DESCRIPTION OF THE TASK -
Copy each line of the records below that has "crate" in it.

EXCERPTED DATA -
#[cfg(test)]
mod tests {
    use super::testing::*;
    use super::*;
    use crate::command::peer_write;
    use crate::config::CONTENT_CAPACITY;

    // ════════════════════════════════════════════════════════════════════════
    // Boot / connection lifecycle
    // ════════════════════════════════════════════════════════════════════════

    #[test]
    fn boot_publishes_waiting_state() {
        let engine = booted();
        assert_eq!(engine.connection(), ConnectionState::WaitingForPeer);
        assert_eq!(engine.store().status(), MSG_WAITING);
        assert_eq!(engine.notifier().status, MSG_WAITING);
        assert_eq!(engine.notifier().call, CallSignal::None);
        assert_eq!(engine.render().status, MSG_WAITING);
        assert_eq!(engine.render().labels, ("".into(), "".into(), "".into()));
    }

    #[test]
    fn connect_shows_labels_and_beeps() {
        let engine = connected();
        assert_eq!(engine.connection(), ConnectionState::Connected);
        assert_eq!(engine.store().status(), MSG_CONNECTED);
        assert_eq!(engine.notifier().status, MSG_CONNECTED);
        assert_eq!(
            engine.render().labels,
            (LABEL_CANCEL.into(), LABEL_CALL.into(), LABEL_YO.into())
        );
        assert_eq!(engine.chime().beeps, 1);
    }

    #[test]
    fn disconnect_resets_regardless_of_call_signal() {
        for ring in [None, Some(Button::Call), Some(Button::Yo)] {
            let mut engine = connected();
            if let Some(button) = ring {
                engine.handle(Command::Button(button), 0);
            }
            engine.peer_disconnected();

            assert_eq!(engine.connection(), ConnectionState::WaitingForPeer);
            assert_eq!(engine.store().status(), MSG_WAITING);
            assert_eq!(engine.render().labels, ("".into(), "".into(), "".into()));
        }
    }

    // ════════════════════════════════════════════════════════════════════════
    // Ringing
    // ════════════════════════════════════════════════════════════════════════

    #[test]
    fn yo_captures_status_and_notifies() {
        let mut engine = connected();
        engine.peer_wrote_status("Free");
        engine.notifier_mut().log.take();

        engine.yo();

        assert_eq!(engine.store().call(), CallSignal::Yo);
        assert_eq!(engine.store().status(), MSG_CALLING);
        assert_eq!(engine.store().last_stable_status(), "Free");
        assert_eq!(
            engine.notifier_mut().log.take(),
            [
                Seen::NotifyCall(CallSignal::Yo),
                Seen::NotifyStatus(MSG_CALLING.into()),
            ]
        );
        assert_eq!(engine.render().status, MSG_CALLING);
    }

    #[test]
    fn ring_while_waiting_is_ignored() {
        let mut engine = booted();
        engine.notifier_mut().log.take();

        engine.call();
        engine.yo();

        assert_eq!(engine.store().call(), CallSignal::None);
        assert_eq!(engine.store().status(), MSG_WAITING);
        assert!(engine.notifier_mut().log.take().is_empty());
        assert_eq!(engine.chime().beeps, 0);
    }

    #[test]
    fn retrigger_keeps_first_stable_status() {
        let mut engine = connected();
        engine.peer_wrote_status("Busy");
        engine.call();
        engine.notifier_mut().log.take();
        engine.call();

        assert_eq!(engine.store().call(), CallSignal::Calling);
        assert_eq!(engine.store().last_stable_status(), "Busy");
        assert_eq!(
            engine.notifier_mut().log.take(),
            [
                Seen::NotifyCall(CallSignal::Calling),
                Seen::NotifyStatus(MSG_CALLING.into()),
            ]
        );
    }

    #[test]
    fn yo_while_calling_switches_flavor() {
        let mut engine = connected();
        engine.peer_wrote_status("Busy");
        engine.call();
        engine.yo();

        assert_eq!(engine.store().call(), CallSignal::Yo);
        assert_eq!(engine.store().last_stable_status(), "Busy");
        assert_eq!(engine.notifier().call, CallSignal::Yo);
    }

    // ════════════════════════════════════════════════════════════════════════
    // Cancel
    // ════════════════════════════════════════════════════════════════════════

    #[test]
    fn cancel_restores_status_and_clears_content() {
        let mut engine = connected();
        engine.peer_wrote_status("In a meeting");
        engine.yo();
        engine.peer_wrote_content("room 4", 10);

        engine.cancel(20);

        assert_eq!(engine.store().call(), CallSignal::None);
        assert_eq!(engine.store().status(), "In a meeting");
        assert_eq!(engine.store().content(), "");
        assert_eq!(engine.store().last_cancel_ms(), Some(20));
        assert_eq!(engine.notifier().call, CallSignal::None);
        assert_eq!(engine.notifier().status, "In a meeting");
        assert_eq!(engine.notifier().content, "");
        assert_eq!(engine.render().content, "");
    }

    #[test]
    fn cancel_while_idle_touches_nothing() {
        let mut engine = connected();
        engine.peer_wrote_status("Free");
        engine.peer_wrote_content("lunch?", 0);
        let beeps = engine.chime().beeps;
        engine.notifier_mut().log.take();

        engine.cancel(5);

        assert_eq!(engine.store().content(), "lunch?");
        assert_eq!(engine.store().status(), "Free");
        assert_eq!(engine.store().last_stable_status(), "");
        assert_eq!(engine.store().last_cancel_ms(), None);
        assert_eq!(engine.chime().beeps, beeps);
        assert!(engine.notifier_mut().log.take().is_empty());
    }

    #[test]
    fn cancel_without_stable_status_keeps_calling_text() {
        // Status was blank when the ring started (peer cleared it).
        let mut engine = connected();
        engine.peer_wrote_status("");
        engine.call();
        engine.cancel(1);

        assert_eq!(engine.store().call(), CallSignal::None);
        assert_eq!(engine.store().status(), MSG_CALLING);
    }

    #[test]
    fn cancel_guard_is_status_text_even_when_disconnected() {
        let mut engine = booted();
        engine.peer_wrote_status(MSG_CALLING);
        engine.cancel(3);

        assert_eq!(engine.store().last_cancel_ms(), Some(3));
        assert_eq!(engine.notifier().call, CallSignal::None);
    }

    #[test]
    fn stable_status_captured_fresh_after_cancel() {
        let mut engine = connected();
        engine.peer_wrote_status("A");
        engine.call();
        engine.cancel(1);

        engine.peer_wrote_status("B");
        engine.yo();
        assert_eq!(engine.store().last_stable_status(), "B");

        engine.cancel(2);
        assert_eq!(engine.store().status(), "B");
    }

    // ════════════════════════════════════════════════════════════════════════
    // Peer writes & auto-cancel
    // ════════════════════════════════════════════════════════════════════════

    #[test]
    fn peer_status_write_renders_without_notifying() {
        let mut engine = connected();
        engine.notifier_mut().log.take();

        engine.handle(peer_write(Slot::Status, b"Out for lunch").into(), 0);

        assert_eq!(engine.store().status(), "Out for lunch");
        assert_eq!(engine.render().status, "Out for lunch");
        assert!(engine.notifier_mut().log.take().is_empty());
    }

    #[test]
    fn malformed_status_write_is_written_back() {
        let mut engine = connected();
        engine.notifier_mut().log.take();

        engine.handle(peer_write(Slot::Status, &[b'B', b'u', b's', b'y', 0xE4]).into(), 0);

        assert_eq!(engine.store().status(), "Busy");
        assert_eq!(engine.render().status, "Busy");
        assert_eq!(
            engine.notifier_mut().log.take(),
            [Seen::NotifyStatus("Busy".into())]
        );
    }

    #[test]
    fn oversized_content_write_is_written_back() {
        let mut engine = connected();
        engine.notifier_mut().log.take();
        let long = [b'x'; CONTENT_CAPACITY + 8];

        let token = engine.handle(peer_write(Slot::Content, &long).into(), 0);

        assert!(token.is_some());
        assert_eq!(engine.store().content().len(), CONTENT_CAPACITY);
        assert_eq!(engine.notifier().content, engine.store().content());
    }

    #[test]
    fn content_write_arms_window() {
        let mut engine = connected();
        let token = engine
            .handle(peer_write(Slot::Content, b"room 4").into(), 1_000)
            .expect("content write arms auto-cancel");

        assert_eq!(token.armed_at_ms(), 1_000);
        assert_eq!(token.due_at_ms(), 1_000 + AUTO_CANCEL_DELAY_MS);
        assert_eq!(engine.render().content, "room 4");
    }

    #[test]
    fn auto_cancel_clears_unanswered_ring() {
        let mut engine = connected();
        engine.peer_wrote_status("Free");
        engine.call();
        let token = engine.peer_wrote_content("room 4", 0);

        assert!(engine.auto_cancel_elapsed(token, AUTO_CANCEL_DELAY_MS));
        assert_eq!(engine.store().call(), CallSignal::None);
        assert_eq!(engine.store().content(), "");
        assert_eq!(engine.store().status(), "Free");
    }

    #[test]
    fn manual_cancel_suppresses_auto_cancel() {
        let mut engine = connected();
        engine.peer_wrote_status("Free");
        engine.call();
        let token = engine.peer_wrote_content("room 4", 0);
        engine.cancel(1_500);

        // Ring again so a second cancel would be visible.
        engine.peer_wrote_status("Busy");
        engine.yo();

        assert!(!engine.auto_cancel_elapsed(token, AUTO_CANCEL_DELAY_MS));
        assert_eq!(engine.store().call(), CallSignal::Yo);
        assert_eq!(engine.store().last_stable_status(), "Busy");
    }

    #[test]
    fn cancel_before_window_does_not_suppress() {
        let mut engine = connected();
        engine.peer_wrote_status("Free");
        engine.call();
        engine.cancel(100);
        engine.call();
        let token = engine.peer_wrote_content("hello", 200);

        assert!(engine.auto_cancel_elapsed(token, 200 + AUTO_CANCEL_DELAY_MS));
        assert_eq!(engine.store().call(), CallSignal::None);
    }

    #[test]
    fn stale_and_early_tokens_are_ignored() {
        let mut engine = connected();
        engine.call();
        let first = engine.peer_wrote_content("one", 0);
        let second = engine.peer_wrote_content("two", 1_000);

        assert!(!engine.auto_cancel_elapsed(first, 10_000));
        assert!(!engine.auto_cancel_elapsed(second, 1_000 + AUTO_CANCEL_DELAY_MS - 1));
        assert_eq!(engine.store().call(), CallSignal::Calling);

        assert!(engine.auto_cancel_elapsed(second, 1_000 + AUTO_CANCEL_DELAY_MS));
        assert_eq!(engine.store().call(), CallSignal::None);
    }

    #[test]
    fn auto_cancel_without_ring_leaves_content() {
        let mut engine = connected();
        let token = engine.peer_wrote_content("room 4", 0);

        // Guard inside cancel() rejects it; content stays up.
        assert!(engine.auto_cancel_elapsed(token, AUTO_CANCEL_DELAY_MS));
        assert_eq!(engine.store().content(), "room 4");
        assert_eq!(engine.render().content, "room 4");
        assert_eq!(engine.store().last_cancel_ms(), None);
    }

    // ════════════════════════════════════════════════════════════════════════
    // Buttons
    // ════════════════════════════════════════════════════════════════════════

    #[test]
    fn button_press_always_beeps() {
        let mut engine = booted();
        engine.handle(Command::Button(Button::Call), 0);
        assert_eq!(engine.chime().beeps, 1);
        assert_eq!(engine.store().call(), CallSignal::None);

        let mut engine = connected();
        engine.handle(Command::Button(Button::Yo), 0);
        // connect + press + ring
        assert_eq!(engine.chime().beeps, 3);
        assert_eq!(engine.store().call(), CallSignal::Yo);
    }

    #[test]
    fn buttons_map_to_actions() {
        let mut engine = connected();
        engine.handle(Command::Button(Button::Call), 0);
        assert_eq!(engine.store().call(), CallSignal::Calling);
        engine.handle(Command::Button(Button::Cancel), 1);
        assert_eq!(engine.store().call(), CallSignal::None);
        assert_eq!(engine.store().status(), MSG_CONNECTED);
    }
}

RESPONSE TO THIS TASK -
    use crate::command::peer_write;
    use crate::config::CONTENT_CAPACITY;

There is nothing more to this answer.